Here are several other indicators to look for when seeking reassurance when you ask yourself, "Is my cat healthy?" Their state from head to tail, as well as disposition, will offer clues to a cat’s overall condition. A healthy cat can live a long, healthy life.
Follow these guidelines to measure your cat’s health.
- Eyes: clear, bright and alert; no discharge or crustiness
- Ears: clean and free of redness, mites and excessive waxy build-up
- Skin and coat: shiny and clean, well-groomed, not flaky or matted
- Teeth: white without plaque; breath is fresh, gums are pink (no red gum-line)

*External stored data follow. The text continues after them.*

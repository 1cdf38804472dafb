//! Subscription description sent to the gateway event service
//!
//! A [`Subscription`] lists the event packages the caller wants, each
//! optionally scoped to a set of subject identifiers (login names, device
//! numbers, agent ids...). It is assembled with a [`SubscriptionBuilder`] and
//! is immutable once built.

use serde::ser::SerializeStruct;
use serde::{Serialize, Serializer};
use std::fmt;

/// A named group of related events requested as a whole
#[derive(Debug, Clone, Copy, PartialEq, Eq, Hash, Serialize)]
pub enum EventPackage {
    #[serde(rename = "telephony")]
    Telephony,
    #[serde(rename = "routing")]
    Routing,
    #[serde(rename = "eventSummary")]
    EventSummary,
    /// User creation, deletion and modification
    #[serde(rename = "userManagement")]
    Users,
    /// CTI link and PBX state
    #[serde(rename = "maintenance")]
    Maintenance,
    #[serde(rename = "rsi")]
    Rsi,
    #[serde(rename = "pbxManagement")]
    PbxManagement,
    #[serde(rename = "unifiedComLog")]
    CommunicationLog,
    #[serde(rename = "agent")]
    CallCenterAgent,
    /// Changes on a user's own data
    #[serde(rename = "user")]
    User,
}

impl EventPackage {
    /// Name of the package as it appears in a subscription filter
    pub fn name(&self) -> &'static str {
        match self {
            EventPackage::Telephony => "telephony",
            EventPackage::Routing => "routing",
            EventPackage::EventSummary => "eventSummary",
            EventPackage::Users => "userManagement",
            EventPackage::Maintenance => "maintenance",
            EventPackage::Rsi => "rsi",
            EventPackage::PbxManagement => "pbxManagement",
            EventPackage::CommunicationLog => "unifiedComLog",
            EventPackage::CallCenterAgent => "agent",
            EventPackage::User => "user",
        }
    }
}

impl fmt::Display for EventPackage {
    fn fmt(&self, f: &mut fmt::Formatter<'_>) -> fmt::Result {
        f.write_str(self.name())
    }
}

/// One event package, optionally restricted to some subjects
#[derive(Debug, Clone, PartialEq, Eq)]
pub struct Selector {
    ids: Option<Vec<String>>,
    package: EventPackage,
}

impl Selector {
    /// Create a selector; an empty id list means every authorized subject.
    pub fn new(package: EventPackage, ids: &[&str]) -> Self {
        let ids = if ids.is_empty() {
            None
        } else {
            Some(ids.iter().map(|id| id.to_string()).collect())
        };
        Self { ids, package }
    }

    pub fn ids(&self) -> Option<&[String]> {
        self.ids.as_deref()
    }

    pub fn package(&self) -> EventPackage {
        self.package
    }
}

impl Serialize for Selector {
    fn serialize<S: Serializer>(&self, serializer: S) -> Result<S::Ok, S::Error> {
        let fields = if self.ids.is_some() { 2 } else { 1 };
        let mut state = serializer.serialize_struct("Selector", fields)?;
        match &self.ids {
            Some(ids) => state.serialize_field("ids", ids)?,
            None => state.skip_field("ids")?,
        }
        state.serialize_field("names", &[self.package])?;
        state.end()
    }
}

/// Ordered list of selectors
#[derive(Debug, Clone, Default, PartialEq, Eq, Serialize)]
pub struct EventFilter {
    selectors: Vec<Selector>,
}

impl EventFilter {
    pub fn selectors(&self) -> &[Selector] {
        &self.selectors
    }

    pub fn is_empty(&self) -> bool {
        self.selectors.is_empty()
    }
}

/// Immutable description of the events a session wants to receive
#[derive(Debug, Clone, PartialEq, Eq, Serialize)]
pub struct Subscription {
    version: String,
    /// Channel lifetime in minutes, 0 for the gateway default
    timeout: u32,
    filter: EventFilter,
}

impl Subscription {
    /// Event version requested when none is set
    pub const DEFAULT_VERSION: &'static str = "1.0";

    pub fn builder() -> SubscriptionBuilder {
        SubscriptionBuilder::new()
    }

    pub fn version(&self) -> &str {
        &self.version
    }

    pub fn timeout(&self) -> u32 {
        self.timeout
    }

    pub fn filter(&self) -> &EventFilter {
        &self.filter
    }
}

/// Accumulates selectors until [`SubscriptionBuilder::build`] is called
///
/// Each `add_*` call appends a new selector, so adding the same package twice
/// yields two selectors.
#[derive(Debug, Clone)]
pub struct SubscriptionBuilder {
    version: String,
    timeout: u32,
    selectors: Vec<Selector>,
}

impl Default for SubscriptionBuilder {
    fn default() -> Self {
        Self::new()
    }
}

impl SubscriptionBuilder {
    pub fn new() -> Self {
        Self {
            version: Subscription::DEFAULT_VERSION.to_string(),
            timeout: 0,
            selectors: Vec::new(),
        }
    }

    /// Add a selector for any package
    pub fn add_events(mut self, package: EventPackage, ids: &[&str]) -> Self {
        self.selectors.push(Selector::new(package, ids));
        self
    }

    /// Forward, overflow and do-not-disturb changes of the given users
    pub fn add_routing_events(self, ids: &[&str]) -> Self {
        self.add_events(EventPackage::Routing, ids)
    }

    /// Call and device state changes of the given users
    pub fn add_telephony_events(self, ids: &[&str]) -> Self {
        self.add_events(EventPackage::Telephony, ids)
    }

    /// Counter updates (missed calls, voice messages...) of the given users
    pub fn add_event_summary_events(self, ids: &[&str]) -> Self {
        self.add_events(EventPackage::EventSummary, ids)
    }

    pub fn add_users_management_events(self) -> Self {
        self.add_events(EventPackage::Users, &[])
    }

    pub fn add_maintenance_events(self) -> Self {
        self.add_events(EventPackage::Maintenance, &[])
    }

    pub fn add_rsi_events(self) -> Self {
        self.add_events(EventPackage::Rsi, &[])
    }

    pub fn add_pbx_management_events(self) -> Self {
        self.add_events(EventPackage::PbxManagement, &[])
    }

    pub fn add_communication_log_events(self, ids: &[&str]) -> Self {
        self.add_events(EventPackage::CommunicationLog, ids)
    }

    pub fn add_call_center_agent_events(self, ids: &[&str]) -> Self {
        self.add_events(EventPackage::CallCenterAgent, ids)
    }

    pub fn add_user_events(self, ids: &[&str]) -> Self {
        self.add_events(EventPackage::User, ids)
    }

    /// Channel lifetime in minutes
    pub fn set_timeout(mut self, minutes: u32) -> Self {
        self.timeout = minutes;
        self
    }

    pub fn set_version(mut self, version: impl Into<String>) -> Self {
        self.version = version.into();
        self
    }

    pub fn build(self) -> Subscription {
        Subscription {
            version: self.version,
            timeout: self.timeout,
            filter: EventFilter {
                selectors: self.selectors,
            },
        }
    }
}
use rest_client::RestError;
use thiserror::Error;

/// High-level API errors for gateway operations
///
/// These abstract away the transport details and describe what went wrong
/// in terms of the remote operation that was attempted.
#[derive(Debug, Error)]
pub enum ApiError {
    /// Network communication error
    ///
    /// The gateway could not be reached or the connection dropped before a
    /// response was received.
    #[error("Network error: {0}")]
    NetworkError(String),

    /// Response parsing error
    ///
    /// The gateway answered with a success status but the body does not
    /// match the expected shape.
    #[error("Parse error: {0}")]
    ParseError(String),

    /// The gateway answered with a non-success status
    #[error("HTTP status {0}")]
    HttpStatus(u16),

    /// Invalid parameter value
    #[error("Invalid parameter: {0}")]
    InvalidParameter(String),
}

/// Type alias for results that can return an ApiError
pub type Result<T> = std::result::Result<T, ApiError>;

impl From<RestError> for ApiError {
    fn from(error: RestError) -> Self {
        match error {
            RestError::Network(msg) => ApiError::NetworkError(msg),
            RestError::Status(code) => ApiError::HttpStatus(code),
            RestError::Parse(msg) => ApiError::ParseError(msg),
            RestError::InvalidUri(msg) => ApiError::InvalidParameter(msg),
        }
    }
}
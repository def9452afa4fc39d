//! Metric sources for the alert engine
//!
//! The engine only reads: positions, latest prices and standalone price
//! alerts. The dashboard owns the schema and writes these tables.

mod memory;
mod sqlite;

pub use memory::MemoryMetricSource;
pub use sqlite::SqliteMetricSource;

use crate::error::Result;
use crate::models::{Position, PriceAlert, PriceSample};

/// Read access to the metrics the engine evaluates
#[async_trait::async_trait]
pub trait MetricSource: Send + Sync {
    /// All positions currently tracked
    async fn list_subjects(&self) -> Result<Vec<Position>>;

    /// Newest price for an asset symbol
    async fn latest_price(&self, symbol: &str) -> Result<Option<PriceSample>>;

    /// Active price threshold alert definitions
    async fn list_standalone_alerts(&self) -> Result<Vec<PriceAlert>>;
}
//! Severity latch per alert key

use std::collections::HashMap;

use tracing::debug;

use crate::models::{AlertKey, Severity};

/// Last observed severity per alert key.
///
/// Only a strict upward transition notifies. Every observation is recorded,
/// including downward moves, so a recovered condition can escalate again.
#[derive(Debug, Default)]
pub struct AlertStateStore {
    last_level: HashMap<AlertKey, Severity>,
}

impl AlertStateStore {
    /// Create an empty store
    pub fn new() -> Self {
        Self::default()
    }

    /// Record `new_level` for `key` and report whether it is an escalation
    pub fn should_notify(&mut self, key: &AlertKey, new_level: Severity) -> bool {
        let previous = self
            .last_level
            .insert(key.clone(), new_level)
            .unwrap_or_default();

        let escalated = new_level > previous;

        debug!(
            key = %key,
            previous = ?previous,
            current = ?new_level,
            escalated,
            "Latch updated"
        );

        escalated
    }

    /// Last recorded severity for `key`
    pub fn level(&self, key: &AlertKey) -> Severity {
        self.last_level.get(key).copied().unwrap_or_default()
    }

    /// Number of keys tracked
    pub fn len(&self) -> usize {
        self.last_level.len()
    }

    /// Whether no key has been observed yet
    pub fn is_empty(&self) -> bool {
        self.last_level.is_empty()
    }
}

#[cfg(test)]
mod tests {
    use super::*;
    use crate::models::MetricFamily;

    fn key() -> AlertKey {
        AlertKey::subject(MetricFamily::Profit, "pos-1")
    }

    #[test]
    fn test_same_level_notifies_once() {
        let mut store = AlertStateStore::new();
        assert!(store.should_notify(&key(), Severity::Medium));
        assert!(!store.should_notify(&key(), Severity::Medium));
    }

    #[test]
    fn test_first_none_does_not_notify() {
        let mut store = AlertStateStore::new();
        assert!(!store.should_notify(&key(), Severity::None));
        assert_eq!(store.len(), 1);
    }

    #[test]
    fn test_recovery_resets_floor() {
        let mut store = AlertStateStore::new();
        assert!(store.should_notify(&key(), Severity::High));
        assert!(!store.should_notify(&key(), Severity::Low));
        assert_eq!(store.level(&key()), Severity::Low);
        assert!(store.should_notify(&key(), Severity::Medium));
    }

    #[test]
    fn test_keys_are_independent() {
        let mut store = AlertStateStore::new();
        let other = AlertKey::subject(MetricFamily::Profit, "pos-2");
        assert!(store.should_notify(&key(), Severity::High));
        assert!(store.should_notify(&other, Severity::Low));
        assert_eq!(store.level(&key()), Severity::High);
    }
}
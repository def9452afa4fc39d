//! Sonic CLI
//!
//! Runs the alert monitor against the dashboard database.

use std::path::PathBuf;
use std::process::ExitCode;
use std::sync::Arc;
use std::time::Duration;

use clap::{Parser, Subcommand};
use sonic::alerting::{classify, EvaluationCycle, LogNotifier, Notifier, TwilioNotifier};
use sonic::config::{AppConfig, ConfigProvider, FileConfigProvider};
use sonic::db::SqliteMetricSource;
use sonic::models::MetricFamily;
use tokio_util::sync::CancellationToken;
use tracing::{info, warn};

/// Sonic - alert monitor for the Sonic portfolio dashboard
#[derive(Parser)]
#[command(name = "sonic")]
#[command(author, version, about, long_about = None)]
#[command(propagate_version = true)]
struct Cli {
    /// Configuration file path
    #[arg(short, long, global = true, env = "SONIC_CONFIG")]
    config: Option<PathBuf>,

    /// Enable verbose logging
    #[arg(short, long, global = true)]
    verbose: bool,

    #[command(subcommand)]
    command: Commands,
}

#[derive(Subcommand)]
enum Commands {
    /// Run the alert monitor until Ctrl+C
    Run {
        /// Time between passes (e.g. "60s", "5m"); defaults to system_config.poll_interval
        #[arg(long, value_parser = humantime::parse_duration)]
        interval: Option<Duration>,
    },

    /// Run a single pass and print its report
    Check {
        /// Log alerts instead of placing calls
        #[arg(long)]
        dry_run: bool,
    },

    /// Show the severity a value classifies to
    Classify {
        /// Metric family (travel_percent, profit, heat_index)
        #[arg(long, value_parser = parse_family)]
        family: MetricFamily,

        /// Metric value
        #[arg(allow_negative_numbers = true)]
        value: f64,
    },

    /// Print the effective configuration
    Config,

    /// Generate shell completions
    Completions {
        /// Shell to generate completions for
        #[arg(value_enum)]
        shell: clap_complete::Shell,
    },
}

fn parse_family(s: &str) -> Result<MetricFamily, String> {
    s.parse()
}

#[tokio::main]
async fn main() -> ExitCode {
    // A missing .env file is fine
    dotenvy::dotenv().ok();

    let cli = Cli::parse();

    if let Commands::Completions { shell } = &cli.command {
        generate_completions(*shell);
        return ExitCode::SUCCESS;
    }

    let path = cli.config.clone().unwrap_or_else(AppConfig::default_path);
    let provider = match FileConfigProvider::load(path) {
        Ok(provider) => Arc::new(provider),
        Err(e) => {
            eprintln!("Error loading configuration: {e}");
            return ExitCode::FAILURE;
        }
    };

    let _log_guard = match sonic::telemetry::init(&provider.app_config().logging, cli.verbose) {
        Ok(guard) => guard,
        Err(e) => {
            eprintln!("Error initialising logging: {e}");
            return ExitCode::FAILURE;
        }
    };

    let result = match cli.command {
        Commands::Run { interval } => run_monitor(provider, interval).await,
        Commands::Check { dry_run } => run_check(provider, dry_run).await,
        Commands::Classify { family, value } => run_classify(&provider, family, value),
        Commands::Config => show_config(&provider),
        Commands::Completions { .. } => Ok(()),
    };

    match result {
        Ok(()) => ExitCode::SUCCESS,
        Err(e) => {
            eprintln!("Error: {e:#}");
            ExitCode::FAILURE
        }
    }
}

async fn build_engine(
    provider: Arc<FileConfigProvider>,
    dry_run: bool,
) -> anyhow::Result<EvaluationCycle> {
    let app = provider.app_config();
    let source = SqliteMetricSource::connect(&app.database).await?;
    let notifier = build_notifier(&app, dry_run);

    Ok(EvaluationCycle::new(Arc::new(source), provider, notifier))
}

fn build_notifier(app: &AppConfig, dry_run: bool) -> Arc<dyn Notifier> {
    if dry_run {
        return Arc::new(LogNotifier::new());
    }

    match app.twilio_config.as_ref().map(TwilioNotifier::new) {
        Some(Ok(notifier)) => Arc::new(notifier),
        Some(Err(e)) => {
            warn!(error = %e, "Twilio is not usable, alerts will only be logged");
            Arc::new(LogNotifier::new())
        }
        None => {
            warn!("No twilio_config, alerts will only be logged");
            Arc::new(LogNotifier::new())
        }
    }
}

async fn run_monitor(
    provider: Arc<FileConfigProvider>,
    interval: Option<Duration>,
) -> anyhow::Result<()> {
    let poll_interval = interval.unwrap_or(provider.current().poll_interval);
    let engine = build_engine(provider, false).await?;

    let cancel = CancellationToken::new();
    tokio::spawn({
        let cancel = cancel.clone();
        async move {
            if tokio::signal::ctrl_c().await.is_ok() {
                info!("Interrupt received, finishing current pass");
                cancel.cancel();
            }
        }
    });

    engine.run_forever(poll_interval, cancel).await;
    Ok(())
}

async fn run_check(provider: Arc<FileConfigProvider>, dry_run: bool) -> anyhow::Result<()> {
    let engine = build_engine(provider, dry_run).await?;
    let report = engine.run_once().await?;

    println!("{}", serde_json::to_string_pretty(&report)?);
    Ok(())
}

fn run_classify(provider: &FileConfigProvider, family: MetricFamily, value: f64) -> anyhow::Result<()> {
    let settings = provider.current();
    let Some(thresholds) = settings.thresholds(family)? else {
        anyhow::bail!("{family} has no thresholds configured");
    };

    match classify(value, thresholds) {
        Some(severity) => {
            let boundary = thresholds
                .threshold_for(severity)
                .map_or_else(|| "-".to_string(), |b| b.to_string());
            println!("{family} {value} -> {severity} (boundary {boundary})");
        }
        None => println!("{family} is disabled"),
    }

    Ok(())
}

fn show_config(provider: &FileConfigProvider) -> anyhow::Result<()> {
    println!("# {}", provider.path().display());
    println!(
        "{}",
        serde_json::to_string_pretty(&provider.app_config().redacted())?
    );
    Ok(())
}

fn generate_completions(shell: clap_complete::Shell) {
    use clap::CommandFactory;
    use clap_complete::generate;
    use std::io;

    let mut cmd = Cli::command();
    generate(shell, &mut cmd, "sonic", &mut io::stdout());
}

- Body: strong, firm, flexible muscles; able to feel ribs
- Litter habits: regular stool and urine; good litter box habits
- Playful: active and energetic, leaps and climbs; enjoys toys, and gets enough exercise
- Happy: mentally stimulated, curious to explore, contented, relaxed and affectionate
Time for the vet?
Since pets can’t talk, their bodies must tell us a lot about the state of their health. A change in behavior or body composition—water consumption, grooming, sneezing or breathing difficulty, hair loss, itching, lumps and vomiting—is the alert system for the need to visit the veterinarian. A professional check-up will reveal if there’s a problem and rule out any serious disorder.
Preventative cat care is key to maintaining vital health with nutritious food, playtime and grooming. Good digestion, for instance, is important. Consider switching food to help support a healthy immune system, healthy skin and coats, as well as strong teeth and bones, for your cat.